● Task directions: Search the records below for the word "code", then return every line where it appears.
Segment Start: Records
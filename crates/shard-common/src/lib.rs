//! # shard-common
//!
//! Shared utilities including configuration, error handling, and telemetry.

pub mod config;
pub mod error;
pub mod telemetry;

// Re-export commonly used types at crate root
pub use config::{
    AppConfig, AppSettings, ClusterConfig, ConfigError, Environment, GatewayConfig, ShardCount,
    ShardingConfig, TimingConfig, WorkerEnv,
};
pub use error::{AppError, AppResult};
pub use telemetry::{
    init_tracing, init_tracing_with_config, try_init_tracing, try_init_tracing_with_config,
    LogWriter, TracingConfig, TracingError,
};
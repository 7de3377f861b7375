//! Cluster events
//!
//! Published by the orchestrator and its supervisors for application code and tests.

use shard_core::ShardState;

/// Something that happened to a worker or one of its shards
#[derive(Debug, Clone, PartialEq, Eq)]
pub enum ClusterEvent {
    /// Worker process started
    Spawned { cluster_id: u32, pid: Option<u32> },
    /// Worker reported READY
    Ready { cluster_id: u32 },
    /// Worker process exited
    Exited {
        cluster_id: u32,
        code: Option<i32>,
        /// Whether a replacement will be spawned
        respawning: bool,
    },
    /// A shard changed lifecycle state
    ShardState {
        cluster_id: u32,
        shard_id: u32,
        old: ShardState,
        new: ShardState,
    },
    /// A shard's socket closed
    ShardClosed {
        cluster_id: u32,
        shard_id: u32,
        code: Option<u16>,
        reason: String,
    },
}

impl ClusterEvent {
    pub fn cluster_id(&self) -> u32 {
        match self {
            Self::Spawned { cluster_id, .. }
            | Self::Ready { cluster_id }
            | Self::Exited { cluster_id, .. }
            | Self::ShardState { cluster_id, .. }
            | Self::ShardClosed { cluster_id, .. } => *cluster_id,
        }
    }
}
Segment End: Records
● Solution:
//! Published by the orchestrator and its supervisors for application code and tests.
        code: Option<i32>,
        code: Option<u16>,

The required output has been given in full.